▸ **Work to complete**
Would you please copy each line of the listing that mentions "stderr"?
Data records START
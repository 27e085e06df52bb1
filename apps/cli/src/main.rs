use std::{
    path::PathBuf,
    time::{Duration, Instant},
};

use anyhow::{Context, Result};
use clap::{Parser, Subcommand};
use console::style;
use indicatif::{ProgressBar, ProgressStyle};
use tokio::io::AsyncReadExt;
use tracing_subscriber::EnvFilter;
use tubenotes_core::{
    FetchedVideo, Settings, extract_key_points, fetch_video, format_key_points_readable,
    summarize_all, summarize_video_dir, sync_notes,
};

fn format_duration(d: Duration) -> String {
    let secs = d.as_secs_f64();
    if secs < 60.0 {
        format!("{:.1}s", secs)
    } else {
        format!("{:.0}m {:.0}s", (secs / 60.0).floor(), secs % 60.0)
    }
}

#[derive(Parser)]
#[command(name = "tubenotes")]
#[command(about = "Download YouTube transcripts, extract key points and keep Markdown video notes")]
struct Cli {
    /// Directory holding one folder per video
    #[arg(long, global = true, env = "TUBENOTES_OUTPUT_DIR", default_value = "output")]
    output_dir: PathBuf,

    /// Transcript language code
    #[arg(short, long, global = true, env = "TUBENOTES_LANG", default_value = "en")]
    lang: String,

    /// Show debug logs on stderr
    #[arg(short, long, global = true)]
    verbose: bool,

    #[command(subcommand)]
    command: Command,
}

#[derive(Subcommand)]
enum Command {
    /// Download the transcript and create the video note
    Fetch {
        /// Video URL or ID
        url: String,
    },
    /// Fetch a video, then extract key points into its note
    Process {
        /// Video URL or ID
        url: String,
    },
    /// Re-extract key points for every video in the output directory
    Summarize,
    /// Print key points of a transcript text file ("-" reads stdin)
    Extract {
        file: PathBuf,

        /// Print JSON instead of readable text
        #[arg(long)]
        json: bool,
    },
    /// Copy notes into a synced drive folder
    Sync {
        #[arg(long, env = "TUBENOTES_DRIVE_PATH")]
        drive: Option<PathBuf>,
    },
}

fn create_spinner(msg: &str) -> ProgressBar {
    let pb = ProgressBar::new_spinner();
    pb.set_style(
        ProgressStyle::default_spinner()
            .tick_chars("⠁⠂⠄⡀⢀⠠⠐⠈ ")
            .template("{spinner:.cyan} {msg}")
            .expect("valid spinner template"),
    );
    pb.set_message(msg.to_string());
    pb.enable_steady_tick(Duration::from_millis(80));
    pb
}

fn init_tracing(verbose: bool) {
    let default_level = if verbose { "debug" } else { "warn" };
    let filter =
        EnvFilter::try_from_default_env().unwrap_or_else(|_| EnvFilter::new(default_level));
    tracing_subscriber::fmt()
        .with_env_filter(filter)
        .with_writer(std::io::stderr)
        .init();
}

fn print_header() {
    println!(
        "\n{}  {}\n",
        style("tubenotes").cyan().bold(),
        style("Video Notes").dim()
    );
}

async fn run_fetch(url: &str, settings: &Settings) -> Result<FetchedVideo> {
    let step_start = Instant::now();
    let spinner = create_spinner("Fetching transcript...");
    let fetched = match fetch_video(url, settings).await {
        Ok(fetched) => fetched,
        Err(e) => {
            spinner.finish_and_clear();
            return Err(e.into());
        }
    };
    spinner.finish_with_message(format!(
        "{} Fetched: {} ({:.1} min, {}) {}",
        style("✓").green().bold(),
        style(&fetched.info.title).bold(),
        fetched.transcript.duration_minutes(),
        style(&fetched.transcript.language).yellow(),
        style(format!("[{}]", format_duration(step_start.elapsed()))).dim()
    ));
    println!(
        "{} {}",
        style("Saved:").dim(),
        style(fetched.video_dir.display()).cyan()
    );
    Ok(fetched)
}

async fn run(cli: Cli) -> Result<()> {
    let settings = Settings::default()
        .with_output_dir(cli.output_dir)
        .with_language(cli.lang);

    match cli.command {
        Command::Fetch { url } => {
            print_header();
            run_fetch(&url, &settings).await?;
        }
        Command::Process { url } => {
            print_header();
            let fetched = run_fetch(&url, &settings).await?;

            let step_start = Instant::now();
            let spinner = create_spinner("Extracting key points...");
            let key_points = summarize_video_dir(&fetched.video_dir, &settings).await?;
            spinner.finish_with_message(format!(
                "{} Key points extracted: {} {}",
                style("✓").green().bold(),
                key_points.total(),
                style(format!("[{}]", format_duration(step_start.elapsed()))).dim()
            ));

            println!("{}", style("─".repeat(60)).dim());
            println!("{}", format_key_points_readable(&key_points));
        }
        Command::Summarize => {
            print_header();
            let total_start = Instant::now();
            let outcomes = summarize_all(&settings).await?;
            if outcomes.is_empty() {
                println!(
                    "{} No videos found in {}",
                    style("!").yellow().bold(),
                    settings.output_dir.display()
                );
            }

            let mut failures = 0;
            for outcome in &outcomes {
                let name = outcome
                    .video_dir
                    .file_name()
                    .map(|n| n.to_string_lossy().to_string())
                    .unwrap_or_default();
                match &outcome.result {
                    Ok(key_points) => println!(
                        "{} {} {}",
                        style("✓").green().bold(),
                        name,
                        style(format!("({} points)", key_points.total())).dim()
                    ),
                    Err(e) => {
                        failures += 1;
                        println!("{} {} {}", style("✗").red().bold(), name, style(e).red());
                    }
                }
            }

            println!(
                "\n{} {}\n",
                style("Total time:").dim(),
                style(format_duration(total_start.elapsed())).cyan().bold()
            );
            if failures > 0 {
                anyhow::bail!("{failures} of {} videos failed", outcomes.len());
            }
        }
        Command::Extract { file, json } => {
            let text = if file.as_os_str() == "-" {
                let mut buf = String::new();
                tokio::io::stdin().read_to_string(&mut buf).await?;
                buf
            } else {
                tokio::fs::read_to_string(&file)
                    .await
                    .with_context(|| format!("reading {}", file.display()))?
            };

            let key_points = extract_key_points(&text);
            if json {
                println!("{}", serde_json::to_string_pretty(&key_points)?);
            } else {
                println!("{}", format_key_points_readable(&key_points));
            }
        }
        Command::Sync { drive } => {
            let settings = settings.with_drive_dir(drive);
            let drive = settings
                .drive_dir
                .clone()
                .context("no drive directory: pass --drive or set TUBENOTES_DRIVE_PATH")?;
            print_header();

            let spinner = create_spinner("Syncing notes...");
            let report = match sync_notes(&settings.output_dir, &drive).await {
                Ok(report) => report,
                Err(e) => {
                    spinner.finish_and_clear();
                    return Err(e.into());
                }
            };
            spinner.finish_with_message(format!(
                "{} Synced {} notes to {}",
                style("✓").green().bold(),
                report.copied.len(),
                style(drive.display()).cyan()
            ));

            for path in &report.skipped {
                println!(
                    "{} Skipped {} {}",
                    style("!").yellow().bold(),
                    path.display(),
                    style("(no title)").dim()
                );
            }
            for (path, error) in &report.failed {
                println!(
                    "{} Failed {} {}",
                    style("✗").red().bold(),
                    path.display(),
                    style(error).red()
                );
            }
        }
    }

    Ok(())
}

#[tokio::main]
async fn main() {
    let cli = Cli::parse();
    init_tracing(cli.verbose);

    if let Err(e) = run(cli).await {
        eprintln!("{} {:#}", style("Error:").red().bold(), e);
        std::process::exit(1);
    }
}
Data records END
▸ **Answer for the task**
    /// Show debug logs on stderr
        .with_writer(std::io::stderr)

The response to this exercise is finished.